Open wildfluss opened this issue 1 month ago • 1 comments

Question

first off, thank you for fantastic lean library,

I'm trying to replace bert-base-multilingual-uncased TransformerWordEmbeddings with flair's as @alanakbik suggests here https://github.com/flairNLP/flair/issues/1518#issuecomment-625321847 like this

import flair 
print(flair.__version__)

from flair.embeddings import (
    StackedEmbeddings,
    FlairEmbeddings,
    BytePairEmbeddings,
    TransformerWordEmbeddings,
    WordEmbeddings,
)
from flair.data import Sentence

# https://github.com/flairNLP/flair/issues/1518#issuecomment-625321847 (2020)
# why does this gives such low cos?
embeddings = StackedEmbeddings([
    FlairEmbeddings('multi-forward'),
    FlairEmbeddings('multi-backward'),
    BytePairEmbeddings('multi'),
])

# recommended https://flairnlp.github.io/docs/tutorial-embeddings/flair-embeddings#recommended-flair-usage
# but English only 
# embeddings = StackedEmbeddings(
#     [
#         WordEmbeddings("glove"),
#         FlairEmbeddings("news-forward"),
#         FlairEmbeddings("news-backward"),
#     ]
# )

import torch 
print(torch.__version__)

import torch.nn as nn

cos = nn.CosineSimilarity(dim=0)

sent_en = Sentence("To take advantage of this offer please visit Istanbul Airport")
embeddings.embed(sent_en)

sent_es = Sentence("Para aprovechar esta oferta, visite el aeropuerto de Estambul")
embeddings.embed(sent_es)

# offer 
en_tensor = sent_en[5].embedding
print(sent_en[5]), en_tensor.shape

# oferta
es_tensor = sent_es[3].embedding
print(sent_es[3])

print(cos(en_tensor, es_tensor) )

but that yields very low similarity

0.15.1
Setting dim=300 for multilingual BPEmb
2.9.0
Token[5]: "offer"
Token[3]: "oferta"
tensor(0.1605)

whereas same code but with

embeddings = TransformerWordEmbeddings('bert-base-multilingual-uncased', fine_tune=False, layers='all') # , use_scalar_mix=True),

yields

0.15.1
2.9.0
Token[5]: "offer"
Token[3]: "oferta"
tensor(0.7702)

Oct 29 '25 15:10 wildfluss

Hello @wildfluss thats a good question.

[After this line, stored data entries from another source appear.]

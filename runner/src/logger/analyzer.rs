use super::{LogInfo, Logger, LoggerError, Property, Trigger};
use crate::{
    algorithm::WatchHandle,
    bundle::{
        self,
        meta::{
            AlgorithmInfo, BestPoint, ExperimentInfo, LegacyInfo, MetaError, MetaFile, RunInfo,
        },
        Format,
    },
    problem::{MetaData, OptimizationType},
};
use itertools::Itertools;
use serde_json::Value;
use std::{
    collections::BTreeMap,
    fs::{self, OpenOptions},
    io::{BufWriter, Write},
    path::{Path, PathBuf},
};
use tracing::{debug, error, warn};

/// Everything needed to construct an [`Analyzer`].
#[derive(Debug, Clone)]
pub struct AnalyzerSettings {
    /// bundle directory the analyzer owns, created on construction
    pub root: PathBuf,
    pub format: Format,
    pub algorithm_name: String,
    pub algorithm_info: String,
    pub triggers: Vec<Trigger>,
    pub properties: Vec<Property>,
    pub store_positions: bool,
}

/// meta data collected for one file, written on close
#[derive(Debug)]
enum Pending {
    Legacy(Vec<LegacyBlock>),
    Structured(ExperimentInfo),
}

#[derive(Debug)]
struct LegacyBlock {
    dimension: usize,
    header: String,
    data_path: String,
    runs: Vec<String>,
}

#[derive(Debug, Default)]
struct RunBuffer {
    rows: Vec<String>,
    // latest row that no trigger asked for, written when the run ends
    unwritten: Option<String>,
    evaluations: usize,
    best_y: f64,
    best_x: Vec<f64>,
    best_evaluations: usize,
    attributes: BTreeMap<String, f64>,
}

/// Logger producing output bundles in either meta data format.
///
/// Rows of a run are buffered and only written once the problem is reset, so a run that
/// is aborted halfway never shows up in the bundle. When the meta data file already exists
/// the new runs are merged into it.
#[derive(Debug)]
pub struct Analyzer {
    settings: AnalyzerSettings,
    experiment_attributes: BTreeMap<String, String>,
    run_attributes: Vec<String>,
    watched: Vec<(String, WatchHandle)>,
    problem: Option<MetaData>,
    run: RunBuffer,
    pending: BTreeMap<PathBuf, Pending>,
    deferred: Option<LoggerError>,
    closed: bool,
}

impl Analyzer {
    pub fn new(settings: AnalyzerSettings) -> Result<Self, LoggerError> {
        fs::create_dir_all(&settings.root)?;
        debug!(root = ?settings.root, format = %settings.format, "Created analyzer");

        Ok(Self {
            settings,
            experiment_attributes: BTreeMap::new(),
            run_attributes: Vec::new(),
            watched: Vec::new(),
            problem: None,
            run: RunBuffer::default(),
            pending: BTreeMap::new(),
            deferred: None,
            closed: false,
        })
    }

    fn started(&self) -> bool {
        if self.problem.is_some() {
            warn!("Cannot change attributes after the experiment has started");
        }
        self.problem.is_some()
    }

    /// static attributes stored once in the meta data
    pub fn set_experiment_attributes(&mut self, attributes: BTreeMap<String, String>) {
        if !self.started() {
            self.experiment_attributes = attributes;
        }
    }

    /// names of the attributes stored with every run
    pub fn add_run_attributes(&mut self, names: &[String]) {
        if !self.started() {
            self.run_attributes.extend(names.iter().cloned());
        }
    }

    /// attributes sampled into an extra column of every row
    pub fn watch(&mut self, handles: Vec<(String, WatchHandle)>) {
        if !self.started() {
            self.watched.extend(handles);
        }
    }

    fn columns(&self, n_variables: usize) -> Vec<String> {
        let mut columns = vec!["evaluations".to_string(), "raw_y".to_string()];
        columns.extend(self.settings.properties.iter().map(|p| p.name().to_string()));
        if self.settings.store_positions {
            columns.extend((0..n_variables).map(|i| format!("x{i}")));
        }
        columns.extend(self.watched.iter().map(|(name, _)| name.clone()));

        columns
    }

    fn header(&self, n_variables: usize) -> String {
        let columns = self.columns(n_variables);

        match self.settings.format {
            Format::Legacy => columns.iter().map(|c| format!("\"{c}\"")).join(" "),
            Format::Structured => columns.join(" "),
        }
    }

    fn row(&self, info: &LogInfo<'_>) -> String {
        let mut values = vec![info.evaluations.to_string(), format_value(info.raw_y)];
        values.extend(
            self.settings
                .properties
                .iter()
                .map(|p| format_value(p.value(info))),
        );
        if self.settings.store_positions {
            values.extend(info.x.iter().map(|x| format_value(*x)));
        }
        values.extend(self.watched.iter().map(|(_, w)| format_value(w.get())));

        values.join(" ")
    }

    fn meta_path(&self, problem: &MetaData) -> PathBuf {
        self.settings
            .root
            .join(bundle::meta_file_name(problem, self.settings.format))
    }

    fn legacy_header(&self, problem: &MetaData) -> String {
        let mut header = format!(
            "suite = \"{}\", funcId = {}, funcName = \"{}\", DIM = {}, maximization = \"{}\", algId = \"{}\", algInfo = \"{}\"",
            problem.problem_type,
            problem.problem_id,
            problem.name,
            problem.n_variables,
            match problem.optimization_type {
                OptimizationType::Maximization => 'T',
                OptimizationType::Minimization => 'F',
            },
            self.settings.algorithm_name,
            self.settings.algorithm_info,
        );

        for (key, value) in self.experiment_attributes.iter() {
            header.push_str(&format!(", {key} = \"{value}\""));
        }
        if !self.run_attributes.is_empty() {
            header.push_str(&format!(
                ", dynamicAttribute = \"{}\"",
                self.run_attributes.join("|")
            ));
        }

        header
    }

    fn experiment_info(&self, problem: &MetaData) -> ExperimentInfo {
        ExperimentInfo {
            version: env!("CARGO_PKG_VERSION").to_string(),
            suite: problem.problem_type.to_string(),
            function_id: problem.problem_id,
            function_name: problem.name.clone(),
            maximization: problem.optimization_type == OptimizationType::Maximization,
            algorithm: AlgorithmInfo {
                name: self.settings.algorithm_name.clone(),
                info: self.settings.algorithm_info.clone(),
            },
            experiment_attributes: self
                .experiment_attributes
                .iter()
                .map(|(key, value)| BTreeMap::from([(key.clone(), value.clone())]))
                .collect(),
            run_attributes: self.run_attributes.clone(),
            attributes: self
                .settings
                .properties
                .iter()
                .map(|p| p.name().to_string())
                .chain(self.watched.iter().map(|(name, _)| name.clone()))
                .collect(),
            scenarios: Vec::new(),
        }
    }

    fn write_rows(&self, problem: &MetaData, rows: &[String]) -> Result<(), LoggerError> {
        let directory = self.settings.root.join(bundle::data_dir_name(problem));
        fs::create_dir_all(&directory)?;

        let file = OpenOptions::new()
            .create(true)
            .append(true)
            .open(directory.join(bundle::data_file_name(problem)))?;
        let mut writer = BufWriter::new(file);

        writeln!(writer, "{}", self.header(problem.n_variables))?;
        for row in rows {
            writeln!(writer, "{row}")?;
        }
        writer.flush()?;

        Ok(())
    }

    /// write the current run and record it in the meta data
    fn finish_run(&mut self) {
        let mut run = std::mem::take(&mut self.run);
        let Some(problem) = self.problem.clone() else {
            return;
        };
        if run.evaluations == 0 {
            return;
        }

        if let Some(row) = run.unwritten.take() {
            run.rows.push(row);
        }

        if let Err(error) = self.write_rows(&problem, &run.rows) {
            error!(error = ?error, "Failed to write run data");
            self.deferred.get_or_insert(error);
            return;
        }

        let path = self.meta_path(&problem);
        match self.pending.get_mut(&path) {
            Some(Pending::Legacy(blocks)) => {
                if let Some(block) = blocks
                    .iter_mut()
                    .rev()
                    .find(|block| block.dimension == problem.n_variables)
                {
                    let mut entry = format!(
                        "{}:{}|{}",
                        problem.instance,
                        run.evaluations,
                        format_value(run.best_y)
                    );
                    for name in self.run_attributes.iter() {
                        let value = run.attributes.get(name).copied().unwrap_or(f64::NAN);
                        entry.push_str(&format!(";{}", format_value(value)));
                    }
                    block.runs.push(entry);
                }
            }
            Some(Pending::Structured(info)) => {
                let attributes = self
                    .run_attributes
                    .iter()
                    .map(|name| {
                        let value = run.attributes.get(name).copied().unwrap_or(f64::NAN);
                        (name.clone(), Value::from(value))
                    })
                    .collect();

                info.scenario_mut(problem.n_variables, &bundle::relative_data_path(&problem))
                    .runs
                    .push(RunInfo {
                        instance: problem.instance,
                        evals: run.evaluations,
                        best: BestPoint {
                            evals: run.best_evaluations,
                            y: run.best_y,
                            x: run.best_x,
                        },
                        attributes,
                    });
            }
            None => error!(path = ?path, "Run finished without meta data for its problem"),
        }
    }

    fn store(&self, path: &Path, pending: &Pending) -> Result<(), LoggerError> {
        let incoming = match pending {
            Pending::Legacy(blocks) => {
                let mut info = LegacyInfo::default();
                for block in blocks.iter().filter(|block| !block.runs.is_empty()) {
                    info.push_block(&block.header, &block.data_path, &block.runs);
                }
                if info.text.is_empty() {
                    return Ok(());
                }
                MetaFile::Legacy(info)
            }
            Pending::Structured(info) => {
                let mut info = info.clone();
                info.scenarios.retain(|scenario| !scenario.runs.is_empty());
                if info.scenarios.is_empty() {
                    return Ok(());
                }
                MetaFile::Structured(info)
            }
        };

        // a bundle may only hold one format per problem
        let other = match incoming.format() {
            Format::Legacy => Format::Structured,
            Format::Structured => Format::Legacy,
        };
        if path.with_extension(other.extension()).exists() {
            return Err(MetaError::IncompatibleFormats {
                existing: other,
                incoming: incoming.format(),
            }
            .into());
        }

        if path.is_file() {
            let mut existing = MetaFile::load(path)?;
            existing.absorb(incoming)?;
            existing.store(path)?;
        } else {
            incoming.store(path)?;
        }

        Ok(())
    }
}

impl Logger for Analyzer {
    fn attach_problem(&mut self, problem: &MetaData) {
        if self.run.evaluations != 0 {
            self.finish_run();
        }

        let path = self.meta_path(problem);
        let data_path = bundle::relative_data_path(problem);
        let header = self.legacy_header(problem);
        let info = self.experiment_info(problem);

        let pending = self.pending.entry(path).or_insert_with(|| match self.settings.format {
            Format::Legacy => Pending::Legacy(Vec::new()),
            Format::Structured => Pending::Structured(info),
        });
        match pending {
            Pending::Legacy(blocks) => {
                if blocks.last().map(|block| block.dimension) != Some(problem.n_variables) {
                    blocks.push(LegacyBlock {
                        dimension: problem.n_variables,
                        header,
                        data_path,
                        runs: Vec::new(),
                    });
                }
            }
            Pending::Structured(info) => {
                info.scenario_mut(problem.n_variables, &data_path);
            }
        }

        self.problem = Some(problem.clone());
        self.run = RunBuffer::default();
    }

    fn log(&mut self, info: &LogInfo<'_>) {
        if self.problem.is_none() {
            return;
        }

        let row = self.row(info);
        if self.settings.triggers.iter().any(|trigger| trigger.fires(info)) {
            self.run.rows.push(row);
            self.run.unwritten = None;
        } else {
            self.run.unwritten = Some(row);
        }

        self.run.evaluations = info.evaluations;
        self.run.best_y = info.best_y;
        if info.has_improved {
            self.run.best_x = info.x.to_vec();
            self.run.best_evaluations = info.evaluations;
        }
    }

    fn record_run_attributes(&mut self, attributes: BTreeMap<String, f64>) {
        self.run.attributes = attributes;
    }

    fn reset(&mut self) {
        self.finish_run();
    }

    fn close(&mut self) -> Result<(), LoggerError> {
        if self.closed {
            return Ok(());
        }
        self.closed = true;

        if self.run.evaluations != 0 {
            debug!(
                evaluations = self.run.evaluations,
                "Discarding unfinished run on close"
            );
        }
        self.run = RunBuffer::default();

        if let Some(error) = self.deferred.take() {
            return Err(error);
        }

        for (path, pending) in self.pending.iter() {
            self.store(path, pending)?;
        }

        Ok(())
    }

    fn output_directory(&self) -> &Path {
        &self.settings.root
    }
}

impl Drop for Analyzer {
    fn drop(&mut self) {
        if let Err(error) = self.close() {
            error!(error = ?error, root = ?self.settings.root, "Failed to close analyzer");
        }
    }
}

/// compact float formatting for data and meta data files
fn format_value(value: f64) -> String {
    if value == 0.0 || !value.is_finite() || (1e-4..1e9).contains(&value.abs()) {
        format!("{value}")
    } else {
        format!("{value:e}")
    }
}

There's likely two factors at play here: very important is the amount of multilingual text data used to train these models. You could try some examples with a bigger transformer-based model such as xlm-roberta-large, which I would recommend for such use cases. The multilingual flair models are older and RNN-based, and so haven't been trained over as much data as the transformer models.

The other factor is that the flair models are character-level, whereas the transformer-based models are at the subword level. Character-level models likely learn more language-specific surface-level features which probably don't transfer too well across languages.

Oct 29 '25 15:10 alanakbik